41 Bull Vet Inst Pulawy 50, 41-45, 2006
ANTIBIOTIC RESISTANCE OF STAPHYLOCOCCUS AUREUS AND COAGULASE-NEGATIVE STAPHYLOCOCCI ISOLATED FROM BOVINE MASTITIS HULYA TURUTOGLU, SENAY ERCELIK AND DILEK OZTURK Department of Microbiology, Faculty of Veterinary Medicine, Akdeniz University, 15100 Burdur, Turkey e-mail:
[email protected] Received for publication September 22, 2005.
Abstract The antibiotic susceptibility test was carried out on 103 Staphylococcus aureus and 136 coagulase-negative staphylococci (CNS) strains. Only 35 of the isolates were susceptible to all antibiotics tested, while the remaining 204 isolates were resistant at least to one of the antibiotics. Among staphylococci, 18 isolates of S. aureus and 31 isolates of CNS were found phenotypically resistant to methicillin and these isolates were also resistant to penicillin G, ampicillin, amoxycillin and cloxacillin. Out of 68 S. aureus strains 55.9% were β-lactamase producers. β-lactamase producer isolates were 21.1% resistant to methicillin, but were 100% susceptible to amoxycillin/clavulanic acid and 97.4% susceptible to ampicillin/sulbactam. The differences observed in the efficacy of the antibiotics tested against staphylococci show that the antibiotic susceptibility tests should be performed together with the identification of the bacterial agents.

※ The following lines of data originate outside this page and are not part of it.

//! Retry with exponential backoff.
//!
//! The delay before retry `n` (zero-based) is `base_delay * 2^n`. After
//! `max_attempts` retries the last error is returned unchanged.

#[cfg(test)]
#[path = "retry_test.rs"]
mod retry_test;

use std::future::Future;
use std::time::Duration;

use crate::error::ApiError;

/// Errors that know whether trying again could help.
pub trait Retryable {
    fn retryable(&self) -> bool;
}

impl Retryable for ApiError {
    fn retryable(&self) -> bool {
        ApiError::retryable(self)
    }
}

#[derive(Debug, Clone, Copy, PartialEq, Eq)]
pub struct RetryPolicy {
    /// Additional attempts after the first call.
    pub max_attempts: u32,
    pub base_delay: Duration,
}

impl RetryPolicy {
    #[must_use]
    pub const fn new(max_attempts: u32, base_delay: Duration) -> Self {
        Self { max_attempts, base_delay }
    }

    /// Never retry.
    #[must_use]
    pub const fn none() -> Self {
        Self { max_attempts: 0, base_delay: Duration::ZERO }
    }

    /// Delay before the retry following failed attempt `attempt` (zero-based).
    #[must_use]
    pub fn delay_for(&self, attempt: u32) -> Duration {
        let factor = 2u32.checked_pow(attempt).unwrap_or(u32::MAX);
        self.base_delay.saturating_mul(factor)
    }
}

/// Run `f`, retrying failures the error itself marks as retryable.
///
/// # Errors
///
/// Returns the first non-retryable error, or the last error once retries are
/// exhausted.
pub async fn retry<T, E, F, Fut>(policy: RetryPolicy, f: F) -> Result<T, E>
where
    E: Retryable,
    F: FnMut() -> Fut,
    Fut: Future<Output = Result<T, E>>,
{
    retry_with(policy, E::retryable, f).await
}

/// Run `f`, retrying failures for which `should_retry` returns `true`.
///
/// # Errors
///
/// Returns the first error `should_retry` rejects, or the last error once
/// retries are exhausted.
pub async fn retry_with<T, E, P, F, Fut>(policy: RetryPolicy, should_retry: P, mut f: F) -> Result<T, E>
where
    P: Fn(&E) -> bool,
    F: FnMut() -> Fut,
    Fut: Future<Output = Result<T, E>>,
{
    let mut attempt = 0;
    loop {
        match f().await {
            Ok(value) => return Ok(value),
            Err(e) if attempt < policy.max_attempts && should_retry(&e) => {
                let delay = policy.delay_for(attempt);
                tracing::debug!(attempt = attempt + 1, delay_ms = delay.as_millis(), "retrying after failure");
                tokio::time::sleep(delay).await;
                attempt += 1;
            }
            Err(e) => return Err(e),
        }
    }
}
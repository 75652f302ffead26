//! Application state stores.
//!
//! Each submodule owns one concern. Cross-store reactions (auth to user,
//! user preferences to theme) are wired in `runtime`, not here.

pub mod app;
pub mod auth;
pub mod notifications;
pub mod theme;
pub mod user;
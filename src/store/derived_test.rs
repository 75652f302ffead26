use super::*;
use std::sync::Mutex;

#[test]
fn derived_starts_from_source_value() {
    let count = Store::new(3);
    let doubled = derived(&count, |n| n * 2);
    assert_eq!(doubled.get(), 6);
}

#[test]
fn derived_recomputes_on_every_source_change() {
    let count = Store::new(1);
    let doubled = derived(&count, |n| n * 2);

    let seen = Arc::new(Mutex::new(Vec::new()));
    let sink = Arc::clone(&seen);
    let _sub = doubled.subscribe(move |v| sink.lock().unwrap().push(*v));

    count.set(2);
    count.update(|n| n + 1);

    assert_eq!(*seen.lock().unwrap(), vec![2, 4, 6]);
}

#[test]
fn derived2_recomputes_when_either_source_changes() {
    let a = Store::new(1);
    let b = Store::new(10);
    let sum = derived2(&a, &b, |x, y| x + y);
    assert_eq!(sum.get(), 11);

    a.set(2);
    assert_eq!(sum.get(), 12);
    b.set(20);
    assert_eq!(sum.get(), 22);
}

#[test]
fn derived_of_derived_propagates_through_the_chain() {
    let base = Store::new(String::from("ada"));
    let upper = derived(&base, |s: &String| s.to_uppercase());
    let len = derived(&upper, String::len);

    base.set("grace".to_owned());

    assert_eq!(upper.get(), "GRACE");
    assert_eq!(len.get(), 5);
}

#[test]
fn dropping_derived_releases_source_subscription() {
    let source = Store::new(0);
    let view = derived(&source, |n| n + 1);
    assert_eq!(source.subscriber_count(), 1);

    drop(view);

    assert_eq!(source.subscriber_count(), 0);
}

#[test]
fn cloned_derived_keeps_source_alive() {
    let source = Store::new(0);
    let view = derived(&source, |n| n + 1);
    let copy = view.clone();
    drop(view);

    source.set(4);

    assert_eq!(copy.get(), 5);
    assert_eq!(source.subscriber_count(), 1);
}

Key words: cows, mastitis, Staphylococcus aureus, antibiotic resistance. Staphylococcus aureus has been the main subject of studies on antibiotic resistance because of its importance for all forms of mastitis in dairy cows (4, 11, 14). However, in recent years, the incidence of reported coagulase-negative staphylococci (CNS) mastitis has increased substantially (3, 7, 18). In human medicine, antimicrobial multi-resistance is frequently encountered and methicillin-resistant S. aureus (MRSA) (2, 15) and methicillin-resistant CNS (MR-CNS) (2, 17) strains are among the most threatening bacteria involved in nosocomial infections. In veterinary medicine, however, MRSA as well as multi-resistant S. aureus strains are reported occasionally (13, 19). Penicillinase or βlactamase resistant penicillins such as methicillin and oxacillin are not used in veterinary medicine in Turkey except for cloxacillin that is used in products for intramammary administration in cattle. Therefore, testing the susceptibility to these antibiotics is not a routine procedure and infections with methicillin-resistant staphylococci (MRS) in animals may go undetected. The objective of this study was to determine the in vitro resistance rates of
staphylococci isolated from bovine mastitis to methicillin and other antibiotics commonly used in veterinary medicine.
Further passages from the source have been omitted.